Product Folders as documents. Products broke a lot of things. Injected nav behavior, the ability to inject classifications and data folders into your nav forced a lot of changes through the system. At times we want the supporting functions to only consider folders; at other times we need to work only with documents. Thus, we have a 3-way flag that indicates documents only, folders only or both. We pass this through to our existing functions instead of post processing so that our data set can be reduced to the smallest possible size as soon as possible.
Linked documents. Products have the concept of linked documents. Again, the supporting stored procedures need to know whether or not they need to go over the linked document table to find additional documents.
Returning matching document counts. See the extensive comment in internal_BuildDisplayFilterXml2Detail for more information
File Types. Added by Segmented Search, the display treats these as a pseudo tag, but internally we must process separately, but in the same area as standard tags.
Date Ranges. Added by Segmented Search, date ranges are also supported. Unlike file types, these cannot be treated as pseudo classifications. In particular, since the meaning of the date field can vary, we are forced, in places, to resort to dynamic SQL.

A small bright spot for viewing and handling the complexity of the group by/having dance is to look at SegSearch.sql. With this block, we tried to create a grand unification theorem for filtering blocks. All of the segments make use of internal_SegSearchCommonFilter. This stored procedure is a good starting point for understanding the steps required to go from “I’d like this set of documents” to “these are the documents you may have”.

Workstation Security

The Group By/Having Dance controls display-side security. Display security is strictly tag-based and a document’s visibility is controlled only by the user settings and the document’s settings.

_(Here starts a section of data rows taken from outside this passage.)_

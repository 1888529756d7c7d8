use chrono::{Days, NaiveDate};
use eframe::egui::{Button, ComboBox, DragValue, Grid, Key, RichText, Slider, TextEdit, Ui};
use strum::IntoEnumIterator;

use crate::config::FORM_DEFAULTS;
use crate::domain::{ComparisonSet, Frequency, StrategyCatalog, StrategyForm};
use crate::ui::config::{UI_CONFIG, UI_TEXT};
use crate::ui::styles::UiStyleExt;
use crate::ui::utils::{colored_subsection_heading, section_heading, spaced_separator};
use crate::utils::time_utils::{format_date, parse_date};

#[cfg(debug_assertions)]
use crate::config::DEBUG_FLAGS;

/// Trait for UI panels that can be rendered
pub trait Panel {
    type Event;
    fn render(&mut self, ui: &mut Ui) -> Vec<Self::Event>;
}

// ============================================================================
// Ticker search
// ============================================================================

pub struct TickerPanel<'a> {
    input: &'a mut String,
    loading: bool,
    /// Greyed out while a strategy run is in flight
    enabled: bool,
}

impl<'a> TickerPanel<'a> {
    pub fn new(input: &'a mut String, loading: bool, enabled: bool) -> Self {
        Self {
            input,
            loading,
            enabled,
        }
    }
}

#[derive(Debug)]
pub enum TickerEvent {
    Search(String),
}

impl<'a> Panel for TickerPanel<'a> {
    type Event = TickerEvent;
    fn render(&mut self, ui: &mut Ui) -> Vec<Self::Event> {
        let mut events = Vec::new();
        section_heading(ui, UI_TEXT.ticker_heading);

        ui.add_enabled_ui(self.enabled, |ui| {
            ui.horizontal(|ui| {
                let response = ui.add(
                    TextEdit::singleline(self.input)
                        .hint_text(UI_TEXT.ticker_hint)
                        .desired_width(140.0),
                );
                let submitted = response.lost_focus() && ui.input(|i| i.key_pressed(Key::Enter));
                if ui.button(UI_TEXT.ticker_search_button).clicked() || submitted {
                    events.push(TickerEvent::Search(self.input.trim().to_string()));
                }
                if self.loading {
                    ui.spinner();
                }
            });

            ui.horizontal_wrapped(|ui| {
                ui.label_subdued(UI_TEXT.ticker_suggestions_label);
                for symbol in FORM_DEFAULTS.suggested_tickers {
                    if ui.small_button(*symbol).clicked() {
                        *self.input = symbol.to_string();
                        events.push(TickerEvent::Search(symbol.to_string()));
                    }
                }
            });
        });

        if self.loading {
            ui.label_subdued(UI_TEXT.ticker_loading);
        }

        #[cfg(debug_assertions)]
        if DEBUG_FLAGS.print_ui_interactions {
            for event in &events {
                log::info!("Ticker panel: {:?}", event);
            }
        }
        events
    }
}

// ============================================================================
// Strategy form
// ============================================================================

pub struct StrategyFormPanel<'a> {
    form: &'a mut StrategyForm,
    catalog: &'a StrategyCatalog,
    /// Selectable range for the start date; `None` until a ticker is loaded
    start_bounds: Option<(NaiveDate, NaiveDate)>,
    running: bool,
    editing: Option<&'a str>,
}

impl<'a> StrategyFormPanel<'a> {
    pub fn new(
        form: &'a mut StrategyForm,
        catalog: &'a StrategyCatalog,
        start_bounds: Option<(NaiveDate, NaiveDate)>,
        running: bool,
        editing: Option<&'a str>,
    ) -> Self {
        Self {
            form,
            catalog,
            start_bounds,
            running,
            editing,
        }
    }

    fn render_amounts(&mut self, ui: &mut Ui) {
        let currency = FORM_DEFAULTS.currency_symbol;
        Grid::new("strategy_amounts")
            .num_columns(2)
            .spacing([12.0, 6.0])
            .show(ui, |ui| {
                ui.label(UI_TEXT.initial_investment_label);
                ui.add(
                    DragValue::new(&mut self.form.initial_investment)
                        .speed(10.0)
                        .range(0.0..=f64::MAX)
                        .prefix(currency),
                );
                ui.end_row();

                ui.label(UI_TEXT.regular_investment_label);
                ui.add(
                    DragValue::new(&mut self.form.regular_investment)
                        .speed(10.0)
                        .range(0.0..=f64::MAX)
                        .prefix(currency),
                );
                ui.end_row();

                ui.label(UI_TEXT.frequency_label);
                let enabled = self.form.frequency_enabled();
                ui.add_enabled_ui(enabled, |ui| {
                    let frequency = &mut self.form.regular_investment_frequency;
                    ComboBox::from_id_salt("regular_investment_frequency")
                        .selected_text(frequency.to_string())
                        .show_ui(ui, |ui| {
                            for option in Frequency::iter() {
                                ui.selectable_value(frequency, option, option.to_string());
                            }
                        });
                });
                ui.end_row();
            });
    }

    fn render_start_date(&mut self, ui: &mut Ui) {
        ui.label(colored_subsection_heading(UI_TEXT.start_date_label));
        let Some((earliest, latest)) = self.start_bounds else {
            ui.label_subdued(UI_TEXT.ticker_placeholder);
            return;
        };

        let span = (latest - earliest).num_days().max(0) as u64;
        let current = self.form.start_date.unwrap_or(earliest);
        let mut offset = (current - earliest).num_days().clamp(0, span as i64) as u64;

        let response = ui.add(
            Slider::new(&mut offset, 0..=span)
                .custom_formatter(move |v, _| {
                    earliest
                        .checked_add_days(Days::new(v.max(0.0) as u64))
                        .map(format_date)
                        .unwrap_or_default()
                })
                .custom_parser(move |text| {
                    let date = parse_date(text.trim()).ok()?;
                    Some((date - earliest).num_days() as f64)
                }),
        );

        if response.changed() {
            self.form.start_date = earliest.checked_add_days(Days::new(offset));
            #[cfg(debug_assertions)]
            if DEBUG_FLAGS.print_ui_interactions {
                log::info!("Start date -> {:?}", self.form.start_date);
            }
        } else if self.form.start_date.is_none() {
            self.form.start_date = Some(earliest);
        }
    }

    fn render_strategy_selector(&mut self, ui: &mut Ui) {
        ui.label(colored_subsection_heading(UI_TEXT.strategy_label));
        if self.catalog.is_empty() {
            ui.label_error(UI_TEXT.catalog_unavailable);
            return;
        }

        let selected = self
            .form
            .strategy
            .as_deref()
            .and_then(|key| self.catalog.get(key))
            .map(|def| def.display_name.clone())
            .unwrap_or_default();

        ComboBox::from_id_salt("strategy_selector")
            .selected_text(selected)
            .width(UI_CONFIG.side_panel_width - 40.0)
            .show_ui(ui, |ui| {
                for definition in self.catalog.iter() {
                    ui.selectable_value(
                        &mut self.form.strategy,
                        Some(definition.key.clone()),
                        &definition.display_name,
                    );
                }
            });
    }

    fn render_parameters(&mut self, ui: &mut Ui) {
        let Some(key) = self.form.strategy.clone() else {
            return;
        };
        let catalog = self.catalog;
        let rows = catalog.parameter_rows(&key, FORM_DEFAULTS.parameter_columns);
        if rows.is_empty() {
            return;
        }

        ui.add_space(5.0);
        ui.label(colored_subsection_heading(UI_TEXT.strategy_parameters_heading));

        let mut problems = Vec::new();
        Grid::new("strategy_parameters")
            .num_columns(FORM_DEFAULTS.parameter_columns * 2)
            .spacing([8.0, 6.0])
            .show(ui, |ui| {
                for row in rows {
                    for spec in row {
                        let text = self
                            .form
                            .parameters
                            .entry(spec.name.clone())
                            .or_insert_with(|| spec.default_text());
                        ui.label(&spec.label);
                        ui.add(TextEdit::singleline(text).desired_width(60.0));
                        if let Err(e) = spec.coerce(text) {
                            problems.push(e.to_string());
                        }
                    }
                    ui.end_row();
                }
            });

        for problem in problems {
            ui.label_error(problem);
        }
    }
}

#[derive(Debug)]
pub enum StrategyFormEvent {
    Run,
    AddToComparison,
    SaveComparison,
    NewEntry,
}

impl<'a> Panel for StrategyFormPanel<'a> {
    type Event = StrategyFormEvent;
    fn render(&mut self, ui: &mut Ui) -> Vec<Self::Event> {
        let mut events = Vec::new();
        section_heading(ui, UI_TEXT.strategy_heading);

        self.render_amounts(ui);
        ui.add_space(5.0);
        self.render_start_date(ui);
        ui.add_space(5.0);
        self.render_strategy_selector(ui);
        self.render_parameters(ui);

        spaced_separator(ui);

        let can_submit = self.start_bounds.is_some() && self.form.strategy.is_some();
        ui.horizontal(|ui| {
            if self.running {
                ui.add_enabled(false, Button::new(UI_TEXT.running_label));
                ui.spinner();
            } else if ui
                .add_enabled(can_submit, Button::new(UI_TEXT.run_button))
                .clicked()
            {
                events.push(StrategyFormEvent::Run);
            }

            if ui
                .add_enabled(can_submit, Button::new(UI_TEXT.add_to_compare_button))
                .clicked()
            {
                events.push(StrategyFormEvent::AddToComparison);
            }
        });

        if let Some(name) = self.editing {
            ui.horizontal(|ui| {
                if ui.button(format!("{} {}", UI_TEXT.save_button, name)).clicked() {
                    events.push(StrategyFormEvent::SaveComparison);
                }
                if ui.button(UI_TEXT.new_entry_button).clicked() {
                    events.push(StrategyFormEvent::NewEntry);
                }
            });
        }

        #[cfg(debug_assertions)]
        if DEBUG_FLAGS.print_ui_interactions {
            for event in &events {
                log::info!("Strategy form: {:?}", event);
            }
        }
        events
    }
}

// ============================================================================
// Comparison list
// ============================================================================

pub struct ComparisonPanel<'a> {
    comparisons: &'a ComparisonSet,
    catalog: &'a StrategyCatalog,
    editing: Option<&'a str>,
}

impl<'a> ComparisonPanel<'a> {
    pub fn new(
        comparisons: &'a ComparisonSet,
        catalog: &'a StrategyCatalog,
        editing: Option<&'a str>,
    ) -> Self {
        Self {
            comparisons,
            catalog,
            editing,
        }
    }
}

#[derive(Debug)]
pub enum ComparisonEvent {
    Edit(String),
    Remove(String),
}

impl<'a> Panel for ComparisonPanel<'a> {
    type Event = ComparisonEvent;
    fn render(&mut self, ui: &mut Ui) -> Vec<Self::Event> {
        let mut events = Vec::new();
        section_heading(ui, UI_TEXT.comparison_heading);

        if self.comparisons.is_empty() {
            ui.label_subdued(UI_TEXT.comparison_empty);
            return events;
        }

        for (name, form) in self.comparisons.iter() {
            let is_selected = self.editing == Some(name);
            ui.horizontal(|ui| {
                let strategy = form
                    .strategy
                    .as_deref()
                    .and_then(|key| self.catalog.get(key))
                    .map(|def| def.display_name.as_str())
                    .unwrap_or_default();
                let label = RichText::new(name).color(if is_selected {
                    UI_CONFIG.colors.selected_entry
                } else {
                    UI_CONFIG.colors.label
                });
                if ui
                    .selectable_label(is_selected, label)
                    .on_hover_text(strategy)
                    .clicked()
                {
                    events.push(ComparisonEvent::Edit(name.to_string()));
                }
                if ui.small_button(UI_TEXT.remove_button).clicked() {
                    events.push(ComparisonEvent::Remove(name.to_string()));
                }
            });
        }

        #[cfg(debug_assertions)]
        if DEBUG_FLAGS.print_ui_interactions {
            for event in &events {
                log::info!("Comparison list: {:?}", event);
            }
        }
        events
    }
}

Workstation security is controlled by workflow settings and a user’s ability to interact with a document is based both on their rights to the current document as well as their rights in child documents. For example, a user may have author rights to the selected document, but if they do not have author rights to a document below the selected document, they will not have move or copy rights.

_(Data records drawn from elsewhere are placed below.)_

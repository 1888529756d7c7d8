use argminmax::ArgMinMax;
use statrs::statistics::Statistics;

/// Arithmetic mean. Returns `NaN` for an empty slice.
pub fn mean(values: &[f64]) -> f64 {
    values.mean()
}

/// Linearly rescale `x` from `[min_x, max_x]` onto `[min_y, max_y]`.
/// A degenerate domain (`min_x == max_x`) maps everything to `min_y`.
pub fn scale(x: f64, min_x: f64, max_x: f64, min_y: f64, max_y: f64) -> f64 {
    if min_x == max_x {
        return min_y;
    }
    ((x - min_x) / (max_x - min_x)) * (max_y - min_y) + min_y
}

/// `scale` onto the unit interval.
pub fn scale_unit(x: f64, min_x: f64, max_x: f64) -> f64 {
    scale(x, min_x, max_x, 0.0, 1.0)
}

pub fn get_max(vec: &[f64]) -> f64 {
    let max_index: usize = vec.argmax();
    vec[max_index]
}

pub fn get_min(vec: &[f64]) -> f64 {
    let min_index: usize = vec.argmin();
    vec[min_index]
}

pub fn get_min_max(vec: &[f64]) -> (f64, f64) {
    let (min_index, max_index) = vec.argminmax();
    (vec[min_index], vec[max_index])
}

/// Min and max of a possibly empty slice.
pub fn min_max_nonempty(vec: &[f64]) -> Option<(f64, f64)> {
    if vec.is_empty() {
        None
    } else {
        Some(get_min_max(vec))
    }
}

Workstation security takes on an added twist as rights are hierarchical. A user with Step-1 editor rights also has author rights; an Item Admin can approve and author as well as perform Item Admin duties. This hierarchy can obfuscate the query.

But it is the need to search a document’s sub-tree to determine full workstation document rights makes all multi-document workstation queries inherently O(N^2). Thus, before calling into the queries that will determine the full workstation rights for each document in the set, it is important to have attempted to prune your results set as much as possible.

Note that Titan, having been based on the database structure of CMSv2, has the concept of 4 different types of workflow: Create Self; Update Self; Create Children; Update Children. Many of the calls still support this although not one customer has made use of it in more than 10 years. In some cases, the SQL code fully supports the concept; in other cases, for performance issues, the code has been stubbed out. In the latter case, the code will retain comments that the support for multiple workflow types has been removed.